Figure 5. Microwells separate analytes into femtolitre compartments for quantitative protein detection

a, A target antigen incubated with magnetic beads (blue circle) binds to capture antibodies (orange Y shape) on the bead surface. Biotinylated detection antibodies and an enzymatic reporter (β-galactosidase in this case) form a sandwich complex. b, Once deposited in an array of microwells, a fluorescent substrate is added to the sample, and wells are quantitated to analyse levels of protein biomarkers. c, Analysis of clinical samples for PSA levels. Concentrations of PSA were measured in serum samples from patients who had undergone a radical prostatectomy (blue circles), healthy control samples (red squares) and Bio-Rad PSA control samples (black triangles) determined using a digital ELISA. All samples yielded levels above the detection limit of the digital method (red line). In contrast, the detection limit of a commercially available ELISA test (green line) is too high to provide comparable data. Panel c is reproduced from ref. , 2010 Nature Publishing Group.

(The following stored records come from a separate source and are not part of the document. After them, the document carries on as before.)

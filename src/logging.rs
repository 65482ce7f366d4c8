use std::str::FromStr;
use std::time::Instant;

use dashmap::DashMap;
use tracing::Level;
use tracing_appender::{non_blocking, non_blocking::WorkerGuard, rolling};
use tracing_subscriber::{
	fmt::{self, format::FmtSpan},
	layer::SubscriberExt,
	util::SubscriberInitExt,
	EnvFilter, Layer,
};

use crate::constants::file;
use crate::error::{Result, SrganError};

/// Logging configuration
#[derive(Debug, Clone)]
pub struct LogConfig {
	pub level: Level,
	pub format: LogFormat,
	/// Also write JSON logs to a daily rolling file in this directory.
	pub log_directory: Option<String>,
}

#[derive(Debug, Clone, Copy, PartialEq, Eq)]
pub enum LogFormat {
	Compact,
	Pretty,
	Json,
}

impl LogFormat {
	pub fn from_label(label: &str) -> Result<Self> {
		match label {
			"compact" => Ok(LogFormat::Compact),
			"pretty" => Ok(LogFormat::Pretty),
			"json" => Ok(LogFormat::Json),
			_ => Err(SrganError::InvalidParameter(format!(
				"Unknown log format: {}. Use compact, pretty or json",
				label
			))),
		}
	}
}

impl Default for LogConfig {
	fn default() -> Self {
		LogConfig {
			level: Level::INFO,
			format: LogFormat::Compact,
			log_directory: None,
		}
	}
}

impl LogConfig {
	pub fn from_labels(level: &str, format: &str, log_directory: Option<String>) -> Result<Self> {
		let level = Level::from_str(level)
			.map_err(|_| SrganError::InvalidParameter(format!("Unknown log level: {}", level)))?;
		Ok(LogConfig {
			level,
			format: LogFormat::from_label(format)?,
			log_directory,
		})
	}
}

/// Initialize the logging system.
///
/// When file logging is enabled the returned guard must be held until exit, or buffered lines
/// are lost.
pub fn init_logging(config: LogConfig) -> anyhow::Result<Option<WorkerGuard>> {
	let env_filter = EnvFilter::from_default_env().add_directive(config.level.into());

	let fmt_layer = match config.format {
		LogFormat::Compact => fmt::layer()
			.compact()
			.with_writer(std::io::stderr)
			.with_span_events(FmtSpan::CLOSE)
			.boxed(),
		LogFormat::Pretty => fmt::layer()
			.pretty()
			.with_writer(std::io::stderr)
			.with_span_events(FmtSpan::CLOSE)
			.boxed(),
		LogFormat::Json => fmt::layer()
			.json()
			.with_writer(std::io::stderr)
			.with_span_events(FmtSpan::CLOSE)
			.boxed(),
	};

	let subscriber = tracing_subscriber::registry().with(env_filter).with(fmt_layer);

	match config.log_directory {
		Some(log_dir) => {
			std::fs::create_dir_all(&log_dir)?;
			let file_appender = rolling::daily(&log_dir, file::LOG_FILE_NAME);
			let (writer, guard) = non_blocking(file_appender);
			let file_layer = fmt::layer().json().with_writer(writer);

			subscriber.with(file_layer).try_init()?;
			Ok(Some(guard))
		},
		None => {
			subscriber.try_init()?;
			Ok(None)
		},
	}
}

/// Operation logger for tracking individual operations
pub struct OperationLogger {
	operation_id: String,
	start_time: Instant,
	metadata: DashMap<String, String>,
}

impl OperationLogger {
	pub fn new(operation_id: impl Into<String>) -> Self {
		let operation_id = operation_id.into();
		tracing::debug!(operation_id = %operation_id, "Operation started");

		OperationLogger {
			operation_id,
			start_time: Instant::now(),
			metadata: DashMap::new(),
		}
	}

	pub fn add_metadata(&self, key: impl Into<String>, value: impl ToString) {
		self.metadata.insert(key.into(), value.to_string());
	}

	pub fn metadata(&self, key: &str) -> Option<String> {
		self.metadata.get(key).map(|entry| entry.value().clone())
	}

	pub fn log_progress(&self, message: impl AsRef<str>) {
		tracing::debug!(
			operation_id = %self.operation_id,
			elapsed_ms = self.start_time.elapsed().as_millis() as u64,
			message = %message.as_ref(),
			"Operation progress"
		);
	}

	pub fn log_error(&self, error: &dyn std::error::Error) {
		tracing::error!(
			operation_id = %self.operation_id,
			elapsed_ms = self.start_time.elapsed().as_millis() as u64,
			error = %error,
			"Operation failed"
		);
	}

	pub fn complete(self) {
		let metadata: std::collections::BTreeMap<String, String> = self
			.metadata
			.iter()
			.map(|entry| (entry.key().clone(), entry.value().clone()))
			.collect();

		tracing::info!(
			operation_id = %self.operation_id,
			elapsed_ms = self.start_time.elapsed().as_millis() as u64,
			metadata = ?metadata,
			"Operation completed"
		);
	}
}
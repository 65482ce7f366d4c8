pub mod pixel {
	pub const MAX_VALUE: f32 = 255.0;
	pub const HALF_RANGE: f32 = 127.5;
	pub const CHANNELS: usize = 3;
}

pub mod div2k {
	/// Per-channel mean of the DIV2K training set, on the 0-255 scale.
	pub const RGB_MEAN: [f32; 3] = [0.4488 * 255.0, 0.4371 * 255.0, 0.4040 * 255.0];
}

pub mod network {
	pub const DEFAULT_FACTOR: usize = 4;
	pub const MAX_FACTOR: usize = 8;
}

pub mod psnr {
	pub const LOG10_MULTIPLIER: f64 = 10.0;
	pub const MAX_VALUE: f64 = 255.0;
	// BT.601
	pub const LUMA_WEIGHTS: [f64; 3] = [0.299, 0.587, 0.114];
}

pub mod file {
	pub const LOG_FILE_NAME: &str = "srgan-eval.log";
	pub const DEFAULT_CONFIG_FILE: &str = "eval_config.toml";
}
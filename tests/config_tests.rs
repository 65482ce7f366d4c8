use srgan_common::config::EvalConfig;
use srgan_common::config_file::EvalConfigFile;
use srgan_common::{Model, Normalization, DIV2K_RGB_MEAN};
use ndarray::{ArrayD, IxDyn};
use tempfile::TempDir;

#[test]
fn test_eval_config_default() {
	let config = EvalConfig::default();
	assert_eq!(config.scale, 4);
	assert_eq!(config.normalization, Normalization::None);
	assert_eq!(config.max_images, None);
	assert!(config.validate().is_ok());
}

#[test]
fn test_eval_config_validate_zero_scale() {
	let config = EvalConfig::builder().scale(0).build();
	let result = config.validate();
	assert!(result.is_err());
	assert!(format!("{}", result.unwrap_err()).contains("Scale 0 is out of range"));
}

#[test]
fn test_eval_config_validate_zero_max_images() {
	let config = EvalConfig::builder().max_images(0).build();
	assert!(config.validate().is_err());
}

#[test]
fn test_eval_config_builder() {
	let config = EvalConfig::builder()
		.scale(2)
		.normalization(Normalization::div2k())
		.max_images(5)
		.build();
	assert_eq!(config.scale, 2);
	assert_eq!(config.normalization, Normalization::Mean(DIV2K_RGB_MEAN));
	assert_eq!(config.max_images, Some(5));
}

#[test]
fn test_baseline_model_upscales_by_scale() {
	let config = EvalConfig::builder().scale(3).normalization(Normalization::MinusOneOne).build();
	let model = config.baseline_model().unwrap();
	let lr = ArrayD::<f32>::from_elem(IxDyn(&[1, 2, 2, 3]), 64.0);

	let sr = model.predict(lr.view()).unwrap();

	assert_eq!(sr.shape(), &[1, 6, 6, 3]);
	assert!(sr.iter().all(|&v| (v - 64.0).abs() < 1e-3));
}

#[test]
fn test_config_file_drives_eval_config() {
	let dir = TempDir::new().unwrap();
	let path = dir.path().join("eval.toml");
	std::fs::write(
		&path,
		"[model]\nfactor = 2\nnormalization = \"mean\"\nrgb_mean = [10.0, 20.0, 30.0]\n\n[evaluation]\nmax_images = 3\n",
	)
	.unwrap();

	let config = EvalConfigFile::from_file(&path).unwrap().to_eval_config().unwrap();

	assert_eq!(config.scale, 2);
	assert_eq!(config.normalization, Normalization::Mean([10.0, 20.0, 30.0]));
	assert_eq!(config.max_images, Some(3));
}

#[test]
fn test_config_file_rejects_unknown_normalization() {
	let mut config_file = EvalConfigFile::default();
	config_file.model.normalization = "L2".to_string();
	assert!(config_file.to_eval_config().is_err());
}

#[test]
fn test_config_file_invalid_toml() {
	let dir = TempDir::new().unwrap();
	let path = dir.path().join("broken.toml");
	std::fs::write(&path, "[model\nfactor = ").unwrap();
	assert!(EvalConfigFile::from_file(&path).is_err());
}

Figure 6. Advanced microdevices for circulating tumour cell isolation

a, CTCs (green) are recognized by antibody-functionalized magnetic particles (MNPs; grey). b, A microengineered CTC isolation chip allows negative and positive selection for CTCs by manipulating the flow of microparticle-tagged cells. Whole blood is injected into the device, and passed through an array of microposts that separate the cells based on size. This allows white blood cells (WBCs) and CTCs to be separated from abundant red blood cells (RBCs). Either the WBCs or CTCs can be labelled with magnetic particles, and the application of a magnetic force (B) then forces the different cells to exit the chip via different outlets where they can be isolated as an enriched population. c, CTC levels isolated from blood samples collected from patients with metastatic breast, prostate, pancreatic, colorectal, or lung cancer. The samples were analysed with the iChip or the gold-standard CellSearch method. Significantly higher levels of CTCs were observed when the iChip was used, and many samples that appear negative for CTCs when CellSearch was used for analysis were found to have significant levels of cancer cells with the iChip. This indicates that CTC counting is much more accurate with this new approach and enables CTC monitoring even in patients with low counts. Panels b,c adapted from ref. , © 2013 American Association for the Advancement of Science.